* ACTIVITY:
Find every line in the records that holds the string "exists". Copy each one.

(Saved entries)
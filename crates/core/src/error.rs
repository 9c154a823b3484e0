//! Error type shared by every analysis stage.

use std::path::PathBuf;

use thiserror::Error;

/// Failure of an analysis run.
///
/// Context variants (`In*`) wrap the error of a nested stage so the final
/// message carries the full chain, one indentation level per stage.
#[derive(Debug, Error)]
pub enum AnalyzerError {
    /// A type expression uses a construct the resolver does not model.
    #[error("Unsupported type construct ({construct}) in file {file}: {text}")]
    UnsupportedType {
        /// Kind of construct, e.g. "conditional type".
        construct: String,
        /// Exact source text of the type.
        text: String,
        /// Root-relative file holding the type.
        file: String,
    },

    /// No file exists for a dependency, whatever the extension.
    #[error("File {path} was not found (was expected to contain dependency type {typename})")]
    FileNotFound {
        /// Root-relative path without extension.
        path: String,
        /// Type that was being looked for.
        typename: String,
    },

    /// The file exists but does not declare the type.
    #[error("Type {typename} was not found in file {path}")]
    TypeNotFound {
        /// Type that was being looked for.
        typename: String,
        /// Root-relative file path.
        path: String,
    },

    /// A type is only reachable through a renaming re-export.
    #[error(
        "Type {typename} is re-exported from {original} in file {path}, renamed re-exports are not supported"
    )]
    RenamedReExport {
        /// Name the type was imported under.
        typename: String,
        /// Name of the type in the re-exported module.
        original: String,
        /// Root-relative file holding the re-export.
        path: String,
    },

    /// No `*.module.ts` file above a controller.
    #[error("No module file was found for controller at path: {controller}")]
    ModuleFileNotFound {
        /// Root-relative controller path.
        controller: String,
    },

    /// The module file has no usable `@Module` class.
    #[error("Invalid module file {path}: {reason}")]
    InvalidModule {
        /// Root-relative module file path.
        path: String,
        /// What is wrong with it.
        reason: String,
    },

    /// Two module files declare the same module name.
    #[error(
        "Two modules were declared with the same name {name}:\n- One in {first}\n- One in {second}"
    )]
    ModuleNameCollision {
        /// Colliding module name.
        name: String,
        /// Module file registered first.
        first: String,
        /// Module file registered second.
        second: String,
    },

    /// Two controllers of one module share the same camel-cased class name.
    #[error(
        "Two controllers named {name} were found in module {module}:\n- One in {first}\n- One in {second}"
    )]
    ControllerNameCollision {
        /// Colliding controller name.
        name: String,
        /// Module holding both controllers.
        module: String,
        /// Controller file registered first.
        first: String,
        /// Controller file registered second.
        second: String,
    },

    /// Two files at the same logical path differ only by extension.
    #[error(
        "Found two conflicting files at same path but with different extensions:\n> {first}\n> {second}"
    )]
    ExtensionCollision {
        /// File already extracted.
        first: String,
        /// File being extracted.
        second: String,
    },

    /// A generated object key would shadow a native object property.
    #[error("Detected {kind} whose name {name} collides with a JavaScript's native object property")]
    ReservedName {
        /// What carries the name ("module", "controller", "parameter", ...).
        kind: &'static str,
        /// The offending name.
        name: String,
    },

    /// Two `@Body()` receivers with different types on one method.
    #[error(
        "Detected two @Body() decorators: found type {previous} previously, while argument {argument} has type {current}"
    )]
    BodyConflict {
        /// Type of the first full body.
        previous: String,
        /// Name of the second argument.
        argument: String,
        /// Type of the second full body.
        current: String,
    },

    /// A `@Body` parameter on a GET method.
    #[error("GET requests cannot have a BODY!")]
    BodyOnGet,

    /// The same name declared twice for one method.
    #[error("Duplicate {kind} name {name}")]
    DuplicateName {
        /// "route parameter", "query parameter" or "body field".
        kind: &'static str,
        /// The offending name.
        name: String,
    },

    /// `@Param(name)` that is not part of the route.
    #[error("Cannot map unknown parameter {name}: route {route} does not declare it")]
    UnknownRouteParam {
        /// Parameter name from the decorator.
        name: String,
        /// Route of the method.
        route: String,
    },

    /// A URI template that cannot be parsed.
    #[error("Detected unsupported URI format:\n{message}")]
    InvalidRoute {
        /// Diagnostic with a caret under the offending segment.
        message: String,
    },

    /// A route was resolved without a value for one of its parameters.
    #[error("Missing route parameter {name}")]
    MissingRouteParam {
        /// Parameter without a value.
        name: String,
    },

    /// A decorator with unusable arguments.
    #[error("Malformed decorator @{decorator}: {reason}")]
    MalformedDecorator {
        /// Decorator name.
        decorator: String,
        /// What is wrong with it.
        reason: String,
    },

    /// More than one HTTP verb decorator on a method.
    #[error("Detected multiple HTTP decorators on a single method: {}", .decorators.join(", "))]
    MultipleHttpDecorators {
        /// The verb decorators found.
        decorators: Vec<String>,
    },

    /// More than one decorator on a method argument.
    #[error("Argument {parameter} has multiple decorators: {}", .decorators.join(", "))]
    MultipleParameterDecorators {
        /// Argument name.
        parameter: String,
        /// The decorators found.
        decorators: Vec<String>,
    },

    /// Context: failure while analyzing a method argument.
    #[error("Failed to analyze argument {parameter}:\n{}", indent(&.source.to_string()))]
    InParameter {
        /// Argument name.
        parameter: String,
        /// Underlying failure.
        source: Box<AnalyzerError>,
    },

    /// Context: failure while analyzing a controller method.
    #[error("Failed to analyze method {method}:\n{}", indent(&.source.to_string()))]
    InMethod {
        /// Method name.
        method: String,
        /// Underlying failure.
        source: Box<AnalyzerError>,
    },

    /// Context: failure while analyzing a controller file.
    #[error("Failed to analyze controller at path {path}:\n{}", indent(&.source.to_string()))]
    InController {
        /// Root-relative controller path.
        path: String,
        /// Underlying failure.
        source: Box<AnalyzerError>,
    },

    /// Context: failure while extracting a dependency of a type.
    #[error(
        "> Failed to extract type {typename} due to an error in dependency type {dependency}\nfrom file {file} :\n{}",
        indent(&.source.to_string())
    )]
    InDependency {
        /// Type being extracted.
        typename: String,
        /// Dependency that failed.
        dependency: String,
        /// File of the type being extracted.
        file: String,
        /// Underlying failure.
        source: Box<AnalyzerError>,
    },

    /// Aggregated member failures of one class or interface.
    #[error(
        "Failed to resolve the member types of {declaration} in {file}:\n{}",
        render_member_errors(.errors)
    )]
    InMembers {
        /// Class or interface name.
        declaration: String,
        /// Root-relative file path.
        file: String,
        /// One entry per failed member.
        errors: Vec<MemberError>,
    },

    /// The project root is not usable.
    #[error("Source path {} is not a directory", .0.display())]
    InvalidSourceRoot(PathBuf),

    /// Reading a source file or walking the tree failed.
    #[error("Failed to read {path}: {source}")]
    Io {
        /// Path being read.
        path: String,
        /// Underlying I/O error.
        source: std::io::Error,
    },

    /// A source file is not valid TypeScript.
    #[error("Failed to parse {path}: {message}")]
    Parse {
        /// Root-relative file path.
        path: String,
        /// Parser diagnostic.
        message: String,
    },

    /// The SDK content could not be (de)serialized.
    #[error("Failed to (de)serialize SDK content: {0}")]
    Json(#[from] serde_json::Error),

    /// A broken invariant of the analyzer itself.
    #[error("Internal error: {0}")]
    Internal(String),
}

impl AnalyzerError {
    /// Wrap `self` with the argument it was raised for.
    pub fn in_parameter(self, parameter: &str) -> Self {
        Self::InParameter {
            parameter: parameter.to_string(),
            source: Box::new(self),
        }
    }

    /// Wrap `self` with the method it was raised for.
    pub fn in_method(self, method: &str) -> Self {
        Self::InMethod {
            method: method.to_string(),
            source: Box::new(self),
        }
    }

    /// Wrap `self` with the controller file it was raised for.
    pub fn in_controller(self, path: &str) -> Self {
        Self::InController {
            path: path.to_string(),
            source: Box::new(self),
        }
    }

    /// Whether this error (or a wrapped one) reports a broken invariant.
    pub fn is_internal(&self) -> bool {
        match self {
            Self::Internal(_) => true,
            Self::InParameter { source, .. }
            | Self::InMethod { source, .. }
            | Self::InController { source, .. }
            | Self::InDependency { source, .. } => source.is_internal(),
            Self::InMembers { errors, .. } => errors.iter().any(|e| e.error.is_internal()),
            _ => false,
        }
    }
}

/// Failure to resolve the type of one class or interface member.
#[derive(Debug)]
pub struct MemberError {
    /// Member name (`extends` for supertypes).
    pub member: String,
    /// 1-based line of the member.
    pub line: usize,
    /// Underlying failure.
    pub error: AnalyzerError,
}

fn render_member_errors(errors: &[MemberError]) -> String {
    errors
        .iter()
        .map(|e| {
            indent(&format!(
                "> member {} (line {}):\n{}",
                e.member,
                e.line,
                indent(&e.error.to_string())
            ))
        })
        .collect::<Vec<_>>()
        .join("\n")
}

pub(crate) fn indent(text: &str) -> String {
    text.lines()
        .map(|line| format!("  {line}"))
        .collect::<Vec<_>>()
        .join("\n")
}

* RESPONSE AREA:
    /// No file exists for a dependency, whatever the extension.
    /// The file exists but does not declare the type.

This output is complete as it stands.